Críticas:
Dr Alan M. Rugman is Thames Water Fellow in Strategic Management as Templeon College, University of Oxford . He is also professor of International Business as the Kelley School of Business at Indiana University and was previously as the university of Toronto. He has been a consultant to many major private sector companies, international organizations, research insitutes and government agencies. He has lectures widely throughout the world, and has also been a visiting professor at Hardvar University, Columbia Business School and the Sorbonne in Paris.
Reseña del editor:
Professor Alan Rugman is one of the world's leading academics in the field of international business and strategy. In The End of Globalization he argues that we are currently witnessing the end of globalization and draws on new research and analysis to argue that globalization never really happened anyway.

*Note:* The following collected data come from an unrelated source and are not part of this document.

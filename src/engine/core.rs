use crate::domain::{PricingError, QuoteInputs, RateQuote};

use super::quote::compute_quote;
use super::strategy::PricingStrategy;

/// The pricing engine: owns the committed input snapshot, the selected
/// strategy, and the quote derived from them.
///
/// Recomputation is synchronous and atomic. The stored quote always
/// corresponds to the most recently committed snapshot (last commit wins);
/// on error the quote is cleared rather than left pointing at stale inputs.
pub struct PricingEngine {
    inputs: QuoteInputs,
    strategy: PricingStrategy,
    quote: Option<RateQuote>,
    last_error: Option<PricingError>,

    /// Telemetry for the status bar
    recalc_count: u64,
}

impl Default for PricingEngine {
    fn default() -> Self {
        Self::new(QuoteInputs::default(), PricingStrategy::default())
    }
}

impl PricingEngine {
    /// Initialize the engine and compute the first quote.
    pub fn new(inputs: QuoteInputs, strategy: PricingStrategy) -> Self {
        let mut engine = Self {
            inputs,
            strategy,
            quote: None,
            last_error: None,
            recalc_count: 0,
        };
        engine.recompute();
        engine
    }

    /// Commit a new input snapshot. Recomputes only if the snapshot
    /// actually changed; returns true when a recomputation ran.
    pub fn commit_inputs(&mut self, inputs: QuoteInputs) -> bool {
        if inputs == self.inputs {
            return false;
        }
        self.inputs = inputs;
        self.recompute();
        true
    }

    /// Switch strategy, recomputing against the current snapshot.
    pub fn set_strategy(&mut self, strategy: PricingStrategy) -> bool {
        if strategy == self.strategy {
            return false;
        }
        self.strategy = strategy;
        self.recompute();
        true
    }

    // --- ACCESSORS FOR UI ---

    pub fn quote(&self) -> Option<&RateQuote> {
        self.quote.as_ref()
    }

    pub fn last_error(&self) -> Option<&PricingError> {
        self.last_error.as_ref()
    }

    pub fn inputs(&self) -> &QuoteInputs {
        &self.inputs
    }

    pub fn strategy(&self) -> PricingStrategy {
        self.strategy
    }

    /// How many times the engine has recomputed since launch.
    pub fn recalc_count(&self) -> u64 {
        self.recalc_count
    }

    // --- INTERNAL LOGIC ---

    fn recompute(&mut self) {
        self.recalc_count += 1;

        match compute_quote(&self.inputs, self.strategy) {
            Ok(quote) => {
                #[cfg(debug_assertions)]
                if crate::config::DEBUG_FLAGS.print_recalcs {
                    log::info!(
                        "Recalc #{}: {} -> ${:.2}/hr",
                        self.recalc_count,
                        self.strategy,
                        quote.hourly_rate
                    );
                }
                self.quote = Some(quote);
                self.last_error = None;
            }
            Err(e) => {
                log::error!("Quote failed: {}", e);
                // Never display a quote for a superseded snapshot
                self.quote = None;
                self.last_error = Some(e);
            }
        }
    }
}

#[cfg(test)]
mod tests {
    use super::*;

    #[test]
    fn test_engine_computes_on_construction() {
        let engine = PricingEngine::new(QuoteInputs::default(), PricingStrategy::MarginReporting);
        assert!(engine.quote().is_some());
        assert!(engine.last_error().is_none());
        assert_eq!(engine.recalc_count(), 1);
    }

    #[test]
    fn test_identical_commit_skips_recompute() {
        let mut engine =
            PricingEngine::new(QuoteInputs::default(), PricingStrategy::MarginReporting);
        let before = engine.recalc_count();
        assert!(!engine.commit_inputs(QuoteInputs::default()));
        assert_eq!(engine.recalc_count(), before);
    }

    #[test]
    fn test_last_commit_wins() {
        let mut engine =
            PricingEngine::new(QuoteInputs::default(), PricingStrategy::MarginReporting);

        let first = QuoteInputs {
            competitor_price: 30.0,
            ..QuoteInputs::default()
        };
        let second = QuoteInputs {
            competitor_price: 40.0,
            ..QuoteInputs::default()
        };

        assert!(engine.commit_inputs(first));
        assert!(engine.commit_inputs(second.clone()));

        // The displayed quote corresponds to the latest snapshot only
        assert_eq!(engine.inputs(), &second);
        let direct = compute_quote(&second, PricingStrategy::MarginReporting).unwrap();
        assert_eq!(engine.quote(), Some(&direct));
    }

    #[test]
    fn test_error_clears_stale_quote() {
        let mut engine =
            PricingEngine::new(QuoteInputs::default(), PricingStrategy::MarginFlooring);
        assert!(engine.quote().is_some());

        let bad = QuoteInputs {
            min_gross_margin: 1.0,
            ..QuoteInputs::default()
        };
        assert!(engine.commit_inputs(bad));
        assert!(engine.quote().is_none(), "stale quote must not survive");
        assert!(matches!(
            engine.last_error(),
            Some(PricingError::DivisionByZero(_))
        ));

        // Recovery: a good snapshot restores the quote and clears the error
        assert!(engine.commit_inputs(QuoteInputs::default()));
        assert!(engine.quote().is_some());
        assert!(engine.last_error().is_none());
    }

    #[test]
    fn test_strategy_switch_recomputes_same_snapshot() {
        let mut engine =
            PricingEngine::new(QuoteInputs::default(), PricingStrategy::MarginReporting);
        let reporting_rate = engine.quote().unwrap().hourly_rate;

        assert!(engine.set_strategy(PricingStrategy::MarginFlooring));
        let flooring_rate = engine.quote().unwrap().hourly_rate;

        // Different unit scaling: the strategies are not drop-in equivalent
        assert_ne!(reporting_rate, flooring_rate);

        // Same strategy again is a no-op
        assert!(!engine.set_strategy(PricingStrategy::MarginFlooring));
    }
}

Like Bartlett and Ghoshal's Managing Across Borders, this book is aimed at the market of practitioners and policy-makers, (not academics and theoreticians) showing them what the current state of the global economy means for them. Global business is dominated by the 500 largest multinational enterprises (MNEs) out of a total of 30,000 MNEs altogether. The 500 MNEs that are the engines of international business 'think regional and act local'. Using analysis drawn from world-leading companies, Professor Rugman looks in detail at the managerial implications of the end of globalization, including in-depth discussion of corporate strategies, organizational structures, and analytical methods.